For Massaro and her colleagues, caring for one of the most marginalized populations has meant also confronting a clinic no-show rate that hovers close to 30%. Many women seeking the clinic’s services live outside of Boston in neighborhoods that do not directly link to public transit. With wait times and transfers for the bus or subway, the women seeking care at the clinic average a 71-minute one-way trip to the clinic. The entire journey to the clinic and back takes significant time away from the women’s employment and family responsibilities.
To reduce the clinic’s no-show rate, the Refugee Women’s Health Clinic’s staff launched a pilot study, published in the Journal of Immigrant and Minority Health, to provide Uber Health rides that could alleviate the transportation burden for qualifying patients.
“I might not be able to provide a babysitter or housing, but transportation is a fairly low-hanging fruit,” says Massaro. “In this day and age, with the resources we have available, it is egregious if we are not able to help our patients get to the care that they need.”
“In this day and age, with the resources we have available, it is egregious if we are not able to help our patients get to the care that they need”
– Courtney Massaro, Certified Nurse-Midwife
Any woman who voiced transportation difficulties in getting to their scheduled gynecological appointment was offered an Uber Health ride to and from that visit. Researchers scheduled the trips before the appointments using the Uber Health interface, and women received a text message when their ride arrived at their door. Women did not need the Uber app on their phone to receive a text message alert, and providers were able to track the status of their trips in real time.
“It was something we were obviously hopeful would be very impactful, but we were surprised by the ease at which our patients were able to navigate the system,” says Massaro, noting that some of the women in her clinic are older, don’t speak or read English, or are from countries where cell phones and this sort of technology aren’t currently used.

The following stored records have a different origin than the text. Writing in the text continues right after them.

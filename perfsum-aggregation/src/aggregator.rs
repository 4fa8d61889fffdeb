//! Aggregation structures for collecting observations by time bucket

use crate::histogram::{Distribution, Histogram};
use crate::key::TimeBucket;
use crate::value::{AggregateValue, ErrorSignal, ErrorSignalMode, Sum};

/// One measurement, already classified by what it represents.
#[derive(Clone, Copy, Debug, PartialEq)]
pub enum Observation {
    /// A response time, in milliseconds
    Latency(f64),
    /// An error indicator or error amount
    Error(f64),
    /// A number of requests
    Requests(f64),
}

/// The three independent accumulators kept for each bucket.
#[derive(Clone, Debug)]
pub struct BucketAccumulator {
    latency: Histogram,
    errors: ErrorSignal,
    requests: <Sum as AggregateValue>::Aggregated,
}

impl BucketAccumulator {
    /// An empty accumulator whose error signal follows `mode`.
    pub fn new(mode: ErrorSignalMode) -> Self {
        Self {
            latency: Histogram::default(),
            errors: ErrorSignal::new(mode),
            requests: Default::default(),
        }
    }

    /// Fold one observation into the matching accumulator.
    pub fn merge(&mut self, observation: Observation) {
        match observation {
            Observation::Latency(v) => self.latency.add_value(v),
            Observation::Error(v) => self.errors.add_value(v),
            Observation::Requests(v) => Sum::add_value(&mut self.requests, v),
        }
    }

    /// Close the accumulator into its final per-bucket values.
    pub fn close(self) -> ClosedBucket {
        ClosedBucket {
            latency: self.latency.close(),
            error_signal: self.errors.value(),
            request_total: self.requests,
        }
    }
}

/// Final aggregates of one bucket.
#[derive(Clone, Debug, PartialEq)]
pub struct ClosedBucket {
    /// Sorted latency samples
    pub latency: Distribution,
    /// Error count or error sum, depending on the [`ErrorSignalMode`]
    pub error_signal: f64,
    /// Sum of request-count observations
    pub request_total: f64,
}

/// Keyed aggregator that uses a HashMap to aggregate observations by time bucket
///
/// Buckets are created on first observation and never removed before [`drain`]. Arrival
/// order does not matter: [`drain`] always yields buckets in ascending key order.
///
/// [`drain`]: KeyedAggregator::drain
#[derive(Debug)]
pub struct KeyedAggregator {
    storage: hashbrown::HashMap<TimeBucket, BucketAccumulator>,
    mode: ErrorSignalMode,
}

impl KeyedAggregator {
    /// Create a new keyed aggregator
    pub fn new(mode: ErrorSignalMode) -> Self {
        Self {
            storage: Default::default(),
            mode,
        }
    }

    /// Fold `observation` into the accumulator of `bucket`, creating it if needed.
    pub fn merge(&mut self, bucket: TimeBucket, observation: Observation) {
        let mode = self.mode;
        self.storage
            .entry(bucket)
            .or_insert_with(|| BucketAccumulator::new(mode))
            .merge(observation);
    }

    /// Number of buckets seen so far.
    pub fn len(&self) -> usize {
        self.storage.len()
    }

    /// Whether no observation was merged yet.
    pub fn is_empty(&self) -> bool {
        self.storage.is_empty()
    }

    /// Close every bucket, in ascending key order, leaving the aggregator empty.
    pub fn drain(&mut self) -> Vec<(TimeBucket, ClosedBucket)> {
        let mut buckets: Vec<_> = self
            .storage
            .drain()
            .map(|(key, accum)| (key, accum.close()))
            .collect();
        buckets.sort_unstable_by_key(|(key, _)| *key);
        buckets
    }
}
// Copyright Amazon.com, Inc. or its affiliates. All Rights Reserved.
// SPDX-License-Identifier: Apache-2.0

#![deny(missing_docs)]

//! Writer-side interface for perfsum summaries.
//!
//! A [`Row`] describes one output record as named [values](Value). A [`Format`] turns
//! rows into bytes, and [`FormatExt::output_to`] binds a format to an IO destination,
//! giving a [`RowIoStream`].
//!
//! ```
//! use perfsum_writer::{Csv, FormatExt, Row, RowIoStream, RowWriter};
//!
//! struct Sample(f64);
//!
//! impl Row for Sample {
//!     fn write<'a>(&'a self, writer: &mut impl RowWriter<'a>) {
//!         writer.value("value", self.0);
//!     }
//! }
//!
//! let mut stream = Csv::new(["value"]).output_to(Vec::new());
//! stream.next(&Sample(1.5)).unwrap();
//! stream.flush().unwrap();
//! assert_eq!(stream.into_inner(), b"value\n1.5\n");
//! ```

pub mod csv;
pub mod format;
mod row;
pub mod stream;
mod validate;
pub mod value;

pub use self::csv::Csv;
pub use format::{Format, FormatExt, FormattedRowIoStream};
pub use row::{Row, RowWriter, Value};
pub use stream::{IoStreamError, NullRowIoStream, RowIoStream};
pub use validate::{Mismatch, ValidationError, ValidationErrorBuilder};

With door-to-door service, the clinic’s Uber Health intervention almost halved the travel time for these patients. Of the 31 clinic visits where women used Uber Health, only two missed their appointments, making no-shows among women who accepted rides just 6%, compared to 30% among women who did not report transportation barriers and thus were not offered the service. The improved appointment adherence greatly impacted the clinic’s revenue — the eight-month pilot cost $2,033 in small grants and generated $30,337 in hospital charges.

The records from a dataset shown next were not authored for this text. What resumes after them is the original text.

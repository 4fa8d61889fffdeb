// Copyright Amazon.com, Inc. or its affiliates. All Rights Reserved.
// SPDX-License-Identifier: Apache-2.0

//! Routing of records into time buckets

use perfsum_aggregation::{ClosedBucket, KeyedAggregator, Observation, TimeBucket};

use crate::config::{MetricKind, SummaryConfig};
use crate::record::Record;
use crate::timestamp::parse_point_time;

/// What happened to one record.
#[derive(Clone, Copy, Debug, PartialEq, Eq)]
pub enum Disposition {
    /// The value was folded into this bucket
    Folded(TimeBucket),
    /// The record is not a measurement point
    NotAPoint,
    /// The metric plays no part in the summary
    Ignored,
    /// A point with a relevant metric that could not be used
    Discarded(DiscardReason),
}

/// Why a point was discarded.
#[derive(Clone, Copy, Debug, PartialEq, Eq)]
pub enum DiscardReason {
    /// No string `metric` field
    MissingMetric,
    /// No string `data.time` field
    MissingTime,
    /// `data.time` is not a usable timestamp
    InvalidTime,
    /// No numeric `data.value` field
    MissingValue,
}

/// Counters kept while folding the records of one source.
#[derive(Clone, Copy, Debug, Default, PartialEq, Eq)]
pub struct AggregateStats {
    /// Points folded into a bucket
    pub folded_points: u64,
    /// Records whose `type` is not `Point`
    pub non_point_records: u64,
    /// Points whose metric is not configured
    pub ignored_records: u64,
    /// Points dropped for a missing or malformed field
    pub discarded_records: u64,
}

/// Folds [records](`Record`) into per-bucket accumulators according to a [`SummaryConfig`].
///
/// Nothing a single record contains can make folding fail; unusable records are counted
/// in [`AggregateStats`] and otherwise have no effect.
#[derive(Debug)]
pub struct BucketAggregator<'c> {
    config: &'c SummaryConfig,
    buckets: KeyedAggregator,
    stats: AggregateStats,
}

impl<'c> BucketAggregator<'c> {
    /// Create an empty aggregator.
    pub fn new(config: &'c SummaryConfig) -> Self {
        Self {
            config,
            buckets: KeyedAggregator::new(config.error_signal_mode()),
            stats: AggregateStats::default(),
        }
    }

    /// Fold one record.
    pub fn fold(&mut self, record: &Record) -> Disposition {
        let disposition = self.classify(record);
        match disposition {
            Disposition::Folded(_) => self.stats.folded_points += 1,
            Disposition::NotAPoint => self.stats.non_point_records += 1,
            Disposition::Ignored => self.stats.ignored_records += 1,
            Disposition::Discarded(_) => self.stats.discarded_records += 1,
        }
        disposition
    }

    fn classify(&mut self, record: &Record) -> Disposition {
        if !record.is_point() {
            return Disposition::NotAPoint;
        }
        let Some(metric) = record.metric() else {
            return Disposition::Discarded(DiscardReason::MissingMetric);
        };
        let Some(kind) = self.config.route(metric) else {
            return Disposition::Ignored;
        };
        let Some(time) = record.time() else {
            return Disposition::Discarded(DiscardReason::MissingTime);
        };
        let Ok(timestamp) = parse_point_time(time, self.config.time_zone()) else {
            return Disposition::Discarded(DiscardReason::InvalidTime);
        };
        let Some(value) = record.value() else {
            return Disposition::Discarded(DiscardReason::MissingValue);
        };

        let bucket = TimeBucket::containing(timestamp.as_nanosecond(), self.config.interval());
        let observation = match kind {
            MetricKind::Latency => Observation::Latency(value),
            MetricKind::Error => Observation::Error(value),
            MetricKind::Requests => Observation::Requests(value),
        };
        self.buckets.merge(bucket, observation);
        Disposition::Folded(bucket)
    }

    /// Counters so far.
    pub fn stats(&self) -> AggregateStats {
        self.stats
    }

    /// Close every bucket, in ascending time order.
    pub fn finish(mut self) -> (Vec<(TimeBucket, ClosedBucket)>, AggregateStats) {
        (self.buckets.drain(), self.stats)
    }
}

Pilot programs such as these are being watched closely by providers and ride-hailing services alike. Although the potential of using ride-hailing services like Uber Health for medical transportation is evident, the feasibility and cost-effectiveness of the approach are still being tested and have produced mixed results. Some healthcare providers have experienced considerable success using the ride-share technology, but others’ no-show rates haven’t budged.
Massaro and her colleagues deemed the pilot enough of a success that the Refugee Women’s Health Clinic is continuing to offer Uber Health to women who require transportation assistance and hopes to expand it to more women that are not served under traditional non-emergency medical transport.
“The ride gave them one less thing to worry about,” says Massaro.